**WHAT IS EXPECTED:**
The lines from the start of the listing through the line containing "some work, calls" should be printed exactly, and no other lines should be printed.

**INPUT:**
•••

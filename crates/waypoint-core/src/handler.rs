//! Handler trait and function adapters.
//!
//! Every entry in a route's chain is a [`Handler`]. Middlewares and
//! endpoints share the trait: a middleware does some work, calls
//! [`Context::next`] to run the rest of the chain and then continues after
//! it returns. A handler that does not call `next` lets the dispatcher move
//! on to the following entry once it returns.

use std::fmt;
use std::future::Future;
use std::pin::Pin;
use std::sync::Arc;

use http::StatusCode;

use crate::context::Context;
use crate::error::HandlerError;

/// A boxed future that is `Send`.
pub type BoxFuture<'a, T> = Pin<Box<dyn Future<Output = T> + Send + 'a>>;

/// Result returned by every handler in a chain.
pub type HandlerResult = Result<(), HandlerError>;

/// An entry in a handler chain.
///
/// # Example
///
/// ```
/// use waypoint_core::{BoxFuture, Context, Handler, HandlerResult};
/// use http::StatusCode;
///
/// struct Hello;
///
/// impl Handler for Hello {
///     fn call<'a>(&'a self, ctx: &'a mut Context) -> BoxFuture<'a, HandlerResult> {
///         Box::pin(async move {
///             ctx.text(StatusCode::OK, "hello");
///             Ok(())
///         })
///     }
/// }
/// ```
pub trait Handler: Send + Sync + 'static {
    /// Name used in logs and route dumps.
    fn name(&self) -> &str {
        std::any::type_name::<Self>()
    }

    /// Runs the handler against the request context.
    ///
    /// # Errors
    ///
    /// Returning an error stops the chain. Entries after this one do not
    /// run, and middlewares waiting in [`Context::next`] receive the error.
    fn call<'a>(&'a self, ctx: &'a mut Context) -> BoxFuture<'a, HandlerResult>;
}

/// A shared, type-erased handler.
pub type BoxedHandler = Arc<dyn Handler>;

/// Wraps an async closure as a [`Handler`].
pub struct FnHandler<F> {
    name: String,
    func: F,
}

impl<F> FnHandler<F>
where
    F: for<'a> Fn(&'a mut Context) -> BoxFuture<'a, HandlerResult> + Send + Sync + 'static,
{
    /// Creates a named function handler.
    #[must_use]
    pub fn new(name: impl Into<String>, func: F) -> Self {
        Self {
            name: name.into(),
            func,
        }
    }
}

impl<F> Handler for FnHandler<F>
where
    F: for<'a> Fn(&'a mut Context) -> BoxFuture<'a, HandlerResult> + Send + Sync + 'static,
{
    fn name(&self) -> &str {
        &self.name
    }

    fn call<'a>(&'a self, ctx: &'a mut Context) -> BoxFuture<'a, HandlerResult> {
        (self.func)(ctx)
    }
}

impl<F> fmt::Debug for FnHandler<F> {
    fn fmt(&self, f: &mut fmt::Formatter<'_>) -> fmt::Result {
        f.debug_struct("FnHandler")
            .field("name", &self.name)
            .finish_non_exhaustive()
    }
}

/// Turns an async closure into a [`BoxedHandler`].
///
/// # Example
///
/// ```
/// use waypoint_core::handler_fn;
/// use http::StatusCode;
///
/// let hello = handler_fn(|ctx| {
///     Box::pin(async move {
///         ctx.text(StatusCode::OK, "hello");
///         Ok(())
///     })
/// });
/// assert!(hello.name().contains("closure"));
/// ```
pub fn handler_fn<F>(func: F) -> BoxedHandler
where
    F: for<'a> Fn(&'a mut Context) -> BoxFuture<'a, HandlerResult> + Send + Sync + 'static,
{
    Arc::new(FnHandler::new(std::any::type_name::<F>(), func))
}

/// Like [`handler_fn`] but with an explicit name.
pub fn named<F>(name: impl Into<String>, func: F) -> BoxedHandler
where
    F: for<'a> Fn(&'a mut Context) -> BoxFuture<'a, HandlerResult> + Send + Sync + 'static,
{
    Arc::new(FnHandler::new(name, func))
}

/// The default last entry of the not-found chain: a plain-text 404.
#[derive(Debug, Clone, Copy, Default)]
pub struct NotFound;

impl Handler for NotFound {
    fn name(&self) -> &str {
        "not_found"
    }

    fn call<'a>(&'a self, ctx: &'a mut Context) -> BoxFuture<'a, HandlerResult> {
        Box::pin(async move {
            ctx.text(StatusCode::NOT_FOUND, "Not Found");
            Ok(())
        })
    }
}
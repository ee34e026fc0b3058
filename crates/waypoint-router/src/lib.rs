//! Scored segment-tree router for Waypoint.
//!
//! This crate stores route patterns in a segment tree and picks, for every
//! request, the single most specific route that fits the path and has a
//! handler chain for the request method.
//!
//! # Features
//!
//! - **Segment Tree**: one node per path segment, literal nodes shared
//! - **Path Parameters**: named segments bound by position (`/users/:id`)
//! - **Wildcards**: a trailing `*` captures the rest of the path (`/files/*`)
//! - **Specificity Scoring**: literal routes beat parameter routes, which
//!   beat wildcard routes
//! - **Method-Based Routing**: one handler chain per HTTP method, `ANY`
//!   expanded at registration
//!
//! # Example
//!
//! ```rust
//! use waypoint_router::{MethodFilter, Router};
//! use http::Method;
//!
//! let mut router = Router::new();
//!
//! router.add(Method::GET, "/users", ["listUsers"]).unwrap();
//! router.add(Method::GET, "/users/:id", ["getUser"]).unwrap();
//! router.add(MethodFilter::Any, "/files/*", ["serveFile"]).unwrap();
//!
//! let route_match = router.find(&Method::GET, "/users/123").unwrap();
//! assert_eq!(&*route_match.pattern, "/users/:id");
//! assert_eq!(route_match.params.get("id"), Some("123"));
//!
//! let route_match = router.find(&Method::POST, "/files/a/b.txt").unwrap();
//! assert_eq!(route_match.wildcard.as_deref(), Some("a/b.txt"));
//! ```
//!
//! # Architecture
//!
//! Nodes live in an arena and refer to children by index. Matching explores
//! every branch consistent with the path and reduces the candidates by score:
//!
//! ```text
//!                    (root)
//!                      │
//!              ┌───────┴───────┐
//!              │               │
//!            "users"        "files"
//!              │               │
//!        ┌─────┴─────┐        "*"
//!        │           │       [102]
//!      [1001]      ":id"
//!   [GET]            │
//!                  [901]
//!                  [GET]
//! ```

mod error;
mod method_router;
mod node;
mod params;
mod router;
mod segment;
mod shared;

use std::sync::Arc;

pub use error::RouteError;
pub use method_router::{MethodFilter, MethodRouter, METHODS};
pub use params::Params;
pub use router::Router;
pub use segment::{Pattern, Segment};
pub use shared::SharedRouter;

/// A matched route with its handler chain and bound parameters.
#[derive(Debug, Clone)]
pub struct RouteMatch<H> {
    /// The pattern of the winning route, as registered
    pub pattern: Arc<str>,
    /// Bound path parameters
    pub params: Params,
    /// Handler chain for the request method
    pub handlers: Arc<[H]>,
    /// Specificity score of the winning route
    pub score: usize,
    /// Path suffix consumed by a trailing `*`, joined with `/`
    pub wildcard: Option<String>,
}

impl<H> RouteMatch<H> {
    /// Returns a bound parameter value by name.
    #[must_use]
    pub fn param(&self, name: &str) -> Option<&str> {
        self.params.get(name)
    }
}
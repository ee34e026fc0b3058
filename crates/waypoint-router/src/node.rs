//! Segment tree storage.
//!
//! The tree is an arena: nodes live in one `Vec` owned by [`Tree`] and refer
//! to their children by index. Nothing points back to a parent, and nodes are
//! never removed, so an index stays valid for the life of the tree.

use std::collections::HashMap;
use std::fmt::Write as _;
use std::sync::Arc;

use indexmap::IndexMap;

use crate::error::RouteError;
use crate::method_router::MethodRouter;
use crate::segment::{Pattern, Segment};

/// Index of a node in the arena.
pub type NodeId = usize;

/// What a node matches at its position.
#[derive(Debug, Clone, PartialEq, Eq)]
pub enum NodeKind {
    /// The tree root; matches nothing itself.
    Root,
    /// A case-folded literal segment.
    Literal(String),
    /// A named parameter segment.
    Param(String),
    /// A trailing catch-all.
    Wildcard,
}

/// Route data stored on nodes where a pattern terminates.
#[derive(Debug, Clone)]
pub struct Leaf<H> {
    /// The first pattern registered for this node, as written.
    pub pattern: Arc<str>,
    /// Parameter names by segment position, `""` for literals.
    pub variable_names: Vec<String>,
    /// Specificity score.
    pub score: usize,
    /// Whether the pattern ends in `*`.
    pub has_wildcard: bool,
    /// Handler chains per method.
    pub methods: MethodRouter<H>,
}

impl<H> Leaf<H> {
    fn new(pattern: &Pattern) -> Self {
        Self {
            pattern: Arc::from(pattern.raw()),
            variable_names: pattern.variable_names(),
            score: pattern.score(),
            has_wildcard: pattern.has_wildcard(),
            methods: MethodRouter::new(),
        }
    }
}

/// A node in the segment tree.
#[derive(Debug, Clone)]
pub struct Node<H> {
    /// The segment this node represents.
    pub kind: NodeKind,
    /// Literal children keyed by case-folded text.
    pub literal_children: HashMap<String, NodeId>,
    /// Parameter children keyed by name, in registration order.
    pub param_children: IndexMap<String, NodeId>,
    /// The catch-all child, if a pattern ends in `*` here.
    pub wildcard_child: Option<NodeId>,
    /// Present if some pattern terminates at this node.
    pub leaf: Option<Leaf<H>>,
}

impl<H> Node<H> {
    fn new(kind: NodeKind) -> Self {
        Self {
            kind,
            literal_children: HashMap::new(),
            param_children: IndexMap::new(),
            wildcard_child: None,
            leaf: None,
        }
    }

    fn label(&self) -> String {
        match &self.kind {
            NodeKind::Root => "root".to_string(),
            NodeKind::Literal(text) => text.clone(),
            NodeKind::Param(name) => format!(":{name}"),
            NodeKind::Wildcard => "*".to_string(),
        }
    }
}

/// The arena holding every node.
#[derive(Debug, Clone)]
pub struct Tree<H> {
    nodes: Vec<Node<H>>,
}

impl<H> Default for Tree<H> {
    fn default() -> Self {
        Self::new()
    }
}

impl<H> Tree<H> {
    /// Index of the root node.
    pub const ROOT: NodeId = 0;

    /// Creates a tree holding only the root.
    #[must_use]
    pub fn new() -> Self {
        Self {
            nodes: vec![Node::new(NodeKind::Root)],
        }
    }

    /// Number of nodes, root included.
    #[cfg(test)]
    pub fn len(&self) -> usize {
        self.nodes.len()
    }

    #[cfg(test)]
    pub fn node(&self, id: NodeId) -> &Node<H> {
        &self.nodes[id]
    }

    /// Returns the leaf data of a node, if any.
    #[must_use]
    pub fn leaf(&self, id: NodeId) -> Option<&Leaf<H>> {
        self.nodes[id].leaf.as_ref()
    }

    /// Returns the leaf data of a node for updating.
    pub(crate) fn leaf_mut(&mut self, id: NodeId) -> Option<&mut Leaf<H>> {
        self.nodes[id].leaf.as_mut()
    }

    /// Walks the pattern from the root, creating nodes as needed, and
    /// returns the node where it terminates, with its leaf initialized.
    ///
    /// With `strict` set, a parameter spelled differently from one already
    /// registered at the same position is rejected before anything below
    /// it is created.
    pub(crate) fn insert(
        &mut self,
        pattern: &Pattern,
        strict: bool,
    ) -> Result<NodeId, RouteError> {
        if strict {
            self.check_param_names(pattern)?;
        }

        let mut current = Self::ROOT;
        for segment in pattern.segments() {
            current = match segment {
                Segment::Literal(text) => self.literal_child(current, text),
                Segment::Param(name) => self.param_child(current, name),
            };
        }
        if pattern.has_wildcard() {
            current = self.wildcard_child(current);
        }

        self.nodes[current]
            .leaf
            .get_or_insert_with(|| Leaf::new(pattern));
        Ok(current)
    }

    /// Collects every leaf structurally consistent with `parts`.
    ///
    /// `parts` must already be case-folded. Every branch is explored: the
    /// literal child, each parameter child, and the wildcard child, which
    /// is taken as a candidate without descending since it consumes the
    /// rest of the path. When the path runs out at a node, the node itself
    /// and its wildcard child (matching an empty suffix) are candidates.
    pub(crate) fn collect(&self, id: NodeId, parts: &[&str], out: &mut Vec<NodeId>) {
        let node = &self.nodes[id];
        let Some((head, rest)) = parts.split_first() else {
            if node.leaf.is_some() {
                out.push(id);
            }
            if let Some(wildcard) = node.wildcard_child {
                out.push(wildcard);
            }
            return;
        };

        if let Some(&child) = node.literal_children.get(*head) {
            self.collect(child, rest, out);
        }
        for &child in node.param_children.values() {
            self.collect(child, rest, out);
        }
        if let Some(wildcard) = node.wildcard_child {
            out.push(wildcard);
        }
    }

    /// Renders the tree, one node per line with its score, leaf flag and
    /// registered methods.
    #[must_use]
    pub fn dump(&self) -> String {
        let mut out = String::new();
        self.dump_node(Self::ROOT, 0, &mut out);
        out
    }

    fn dump_node(&self, id: NodeId, depth: usize, out: &mut String) {
        let node = &self.nodes[id];
        let score = node.leaf.as_ref().map_or(0, |leaf| leaf.score);
        let _ = write!(
            out,
            "{}{} [{}] -- {}",
            "    ".repeat(depth),
            node.label(),
            score,
            node.leaf.is_some()
        );
        if let Some(leaf) = &node.leaf {
            for method in leaf.methods.allowed_methods() {
                let _ = write!(out, " {method}");
            }
        }
        out.push('\n');

        let mut literals: Vec<_> = node.literal_children.iter().collect();
        literals.sort_by(|a, b| a.0.cmp(b.0));
        for (_, &child) in literals {
            self.dump_node(child, depth + 1, out);
        }
        for &child in node.param_children.values() {
            self.dump_node(child, depth + 1, out);
        }
        if let Some(wildcard) = node.wildcard_child {
            self.dump_node(wildcard, depth + 1, out);
        }
    }

    fn push(&mut self, kind: NodeKind) -> NodeId {
        self.nodes.push(Node::new(kind));
        self.nodes.len() - 1
    }

    fn literal_child(&mut self, parent: NodeId, text: &str) -> NodeId {
        if let Some(&id) = self.nodes[parent].literal_children.get(text) {
            return id;
        }
        let id = self.push(NodeKind::Literal(text.to_string()));
        self.nodes[parent]
            .literal_children
            .insert(text.to_string(), id);
        id
    }

    fn param_child(&mut self, parent: NodeId, name: &str) -> NodeId {
        if let Some(&id) = self.nodes[parent].param_children.get(name) {
            return id;
        }
        let id = self.push(NodeKind::Param(name.to_string()));
        self.nodes[parent]
            .param_children
            .insert(name.to_string(), id);
        id
    }

    fn wildcard_child(&mut self, parent: NodeId) -> NodeId {
        if let Some(id) = self.nodes[parent].wildcard_child {
            return id;
        }
        let id = self.push(NodeKind::Wildcard);
        self.nodes[parent].wildcard_child = Some(id);
        id
    }

    /// Read-only walk rejecting a second parameter spelling at any position.
    fn check_param_names(&self, pattern: &Pattern) -> Result<(), RouteError> {
        let mut current = Some(Self::ROOT);
        for segment in pattern.segments() {
            let Some(id) = current else {
                return Ok(());
            };
            let node = &self.nodes[id];
            current = match segment {
                Segment::Literal(text) => node.literal_children.get(text.as_str()).copied(),
                Segment::Param(name) => match node.param_children.first() {
                    Some((existing, _)) if existing != name => {
                        return Err(RouteError::ParamConflict {
                            pattern: pattern.raw().to_string(),
                            name: name.clone(),
                            existing: existing.clone(),
                        })
                    }
                    Some((_, &child)) => Some(child),
                    None => None,
                },
            };
        }
        Ok(())
    }
}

•••

**RESPONSE TO THE EXERCISE:**
filename crates/waypoint-core/src/handler.rs
//! Handler trait and function adapters.
//!
//! Every entry in a route's chain is a [`Handler`]. Middlewares and
//! endpoints share the trait: a middleware does some work, calls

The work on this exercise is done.